Expert consensus is hard to come by and overrated.
That the panelists published by the Annals are now under attack by their peers in medicine is just the latest example of the war over nutrition advice. Many academic nutrition researchers believe their work can save entire populations and are frustrated that they have to compete in a marketplace of ideas that does not elevate their findings over those of their peers, the advice of lay diet experts, and the marketing done by food companies. That the federal government has done such a hamfisted job of recommending the "right" advice and is slow to correct recommendations when consensus changes, is all the more infuriating.
What's more, popular media reporting on nutrition is often sloppy, sensationalized, and self-contradicting. Just look at the way the Annals recommendation was covered by The Washington Post: The researchers used the terms "weak recommendation" and "low-certainty" while the Post headlined its piece: "A study says full speed ahead on processed and red meat consumption. Nutrition scientists say not so fast." The study did not say "full speed ahead" and its critics did not say "not so fast." Debates in nutrition science are covered this way every single day in America's most respected media outlets.

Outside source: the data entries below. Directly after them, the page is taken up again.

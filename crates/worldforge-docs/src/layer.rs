//! Sparse, stackable terrain layers
//!
//! A layer stores only the cells it has authored. A cell whose packed value
//! is the default (zero) has no entry, and a landblock with no cells has no
//! entry either. Per-cell field masks record which of the four fields the
//! layer has explicitly set, for compositing with other layers.

use std::any::Any;
use std::collections::{BTreeMap, HashMap};
use std::sync::Arc;

use async_trait::async_trait;
use bytes::Bytes;
use parking_lot::Mutex;
use serde::{Deserialize, Serialize};
use tokio::sync::broadcast;
use tracing::{debug, info, warn};

use worldforge_common::{
    CELLS_PER_LANDBLOCK, Direction, DocumentId, DocumentKind, Error, FieldMask, LandblockCells,
    LandblockKey, Result, TerrainField, check_cell_index, packed_field, replace_field,
};

use crate::archive::AssetArchive;
use crate::document::{
    ChangeTracker, Document, DocumentContext, DocumentType, ExportSummary, Projection, decode,
    encode,
};
use crate::edge_sync::{ChangeSet, TerrainUpdate, derive_neighbor_changes, merge_changes};

const UPDATE_CHANNEL_CAPACITY: usize = 64;

type SparseCells = BTreeMap<u8, u32>;
type SparseMasks = BTreeMap<u8, FieldMask>;

/// Persisted form of a layer
#[derive(Debug, Default, Serialize, Deserialize)]
struct LayerPayload {
    cells: Vec<(u16, Vec<(u8, u32)>)>,
    masks: Vec<(u16, Vec<(u8, u8)>)>,
}

/// Older persisted form, written before field masks existed
#[derive(Debug, Deserialize)]
struct LegacyLayerPayload {
    cells: Vec<(u16, Vec<(u8, u32)>)>,
}

#[derive(Default)]
struct LayerState {
    cells: HashMap<LandblockKey, SparseCells>,
    masks: HashMap<LandblockKey, SparseMasks>,
}

impl LayerState {
    fn value(&self, key: LandblockKey, index: u8) -> u32 {
        self.cells
            .get(&key)
            .and_then(|cells| cells.get(&index))
            .copied()
            .unwrap_or(0)
    }

    /// Neighbour value for edge sync: only landblocks this layer already holds take part
    fn sync_value(&self, key: LandblockKey, index: usize) -> Option<u32> {
        let cells = self.cells.get(&key)?;
        if cells.is_empty() {
            warn!("Layer landblock {key} is present with no cells; treating it as default");
        }
        Some(cells.get(&(index as u8)).copied().unwrap_or(0))
    }

    fn mask(&self, key: LandblockKey, index: u8) -> FieldMask {
        self.masks
            .get(&key)
            .and_then(|masks| masks.get(&index))
            .copied()
            .unwrap_or_default()
    }

    /// Direct write: the bits of `fields` follow the written bytes
    fn write(&mut self, key: LandblockKey, index: u8, value: u32, fields: &[TerrainField]) {
        let mut mask = self.mask(key, index);
        for &field in fields {
            if packed_field(value, field) == field.default_value() {
                mask.remove(field);
            } else {
                mask.insert(field);
            }
        }
        self.store(key, index, value, mask);
    }

    fn store(&mut self, key: LandblockKey, index: u8, value: u32, mask: FieldMask) {
        if value == 0 {
            if let Some(cells) = self.cells.get_mut(&key) {
                cells.remove(&index);
            }
            if let Some(masks) = self.masks.get_mut(&key) {
                masks.remove(&index);
            }
        } else {
            self.cells.entry(key).or_default().insert(index, value);
            let masks = self.masks.entry(key).or_default();
            if mask.is_empty() {
                masks.remove(&index);
            } else {
                masks.insert(index, mask);
            }
        }

        if self.cells.get(&key).is_none_or(BTreeMap::is_empty) {
            self.cells.remove(&key);
            self.masks.remove(&key);
        } else if self.masks.get(&key).is_some_and(BTreeMap::is_empty) {
            self.masks.remove(&key);
        }
    }

    /// Combined mask of the directly written vertices mirrored at `(neighbor, dst)`
    fn source_mask(&self, direct: &ChangeSet, neighbor: LandblockKey, dst: usize) -> FieldMask {
        let mut mask = FieldMask::NONE;
        for (&key, written) in direct {
            for direction in Direction::ALL {
                if key.neighbor(direction) != Some(neighbor) {
                    continue;
                }
                for (src, shared) in direction.shared_vertices() {
                    if shared == dst && written.contains_key(&(src as u8)) {
                        for field in self.mask(key, src as u8).fields() {
                            mask.insert(field);
                        }
                    }
                }
            }
        }
        mask
    }

    fn from_payload(payload: LayerPayload) -> Self {
        let mut state = Self::default();
        for (raw, cells) in payload.cells {
            let cells: SparseCells = cells.into_iter().filter(|(_, v)| *v != 0).collect();
            if !cells.is_empty() {
                state.cells.insert(LandblockKey::from_raw(raw), cells);
            }
        }
        for (raw, masks) in payload.masks {
            let key = LandblockKey::from_raw(raw);
            let Some(cells) = state.cells.get(&key) else {
                continue;
            };
            let masks: SparseMasks = masks
                .into_iter()
                .filter(|(index, _)| cells.contains_key(index))
                .map(|(index, bits)| (index, FieldMask::from_bits(bits)))
                .filter(|(_, mask)| !mask.is_empty())
                .collect();
            if !masks.is_empty() {
                state.masks.insert(key, masks);
            }
        }
        state
    }

    fn to_payload(&self) -> LayerPayload {
        let mut cells: Vec<_> = self
            .cells
            .iter()
            .map(|(key, cells)| (key.raw(), cells.iter().map(|(i, v)| (*i, *v)).collect()))
            .collect();
        cells.sort_unstable_by_key(|(raw, _)| *raw);
        let mut masks: Vec<_> = self
            .masks
            .iter()
            .map(|(key, masks)| (key.raw(), masks.iter().map(|(i, m)| (*i, m.bits())).collect()))
            .collect();
        masks.sort_unstable_by_key(|(raw, _)| *raw);
        LayerPayload { cells, masks }
    }

    /// Mark every stored cell as fully authored
    fn synthesize_masks(&mut self) -> usize {
        let mut count = 0;
        for (key, cells) in &self.cells {
            let masks: SparseMasks = cells.keys().map(|i| (*i, FieldMask::ALL)).collect();
            count += masks.len();
            self.masks.insert(*key, masks);
        }
        count
    }
}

The noise around nutrition science should not distract us from the fact that Type 2 diabetes, cardiovascular disease, and other ailments with a lifestyle correlation are, in fact, a major health care expenditure in the U.S. and around the world; and that many humans in the industrialized world who should eat better both can afford to and would likely succeed with the right combination of external motivation and education.
This is why nutrition researchers are constantly at each other's throats. Each faction wants to have the final say, and for their peers and government to rally behind them. But it is futile to expect a single global nutrition paradigm to exist across varying economies, climates, and cultures, especially in the age of democratized media.
You're going to die regardless of what or how much you eat, but, on average, junk habits will kill you faster and decrease your quality of life.
While there is no actual consensus on the optimal ratio of the three macronutrients (fat, carbohydrates, proteins), or on how much (if any) animal protein a person should consume each day, there is an actual, honest-to-God consensus against smoking cigarettes, drinking excessive alcohol, not sleeping enough, and consuming a diet made up mostly of processed foods. If you are the kind of person who desires certainty, nutritionists of every persuasion are certain about the above, if nothing else.
And if you are the kind of person who feels liberated by the possibility that any number of nutritional paradigms can restore your health and improve your quality of life, there is no better time to be alive than today and no better marketplace of ideas than the one we have now.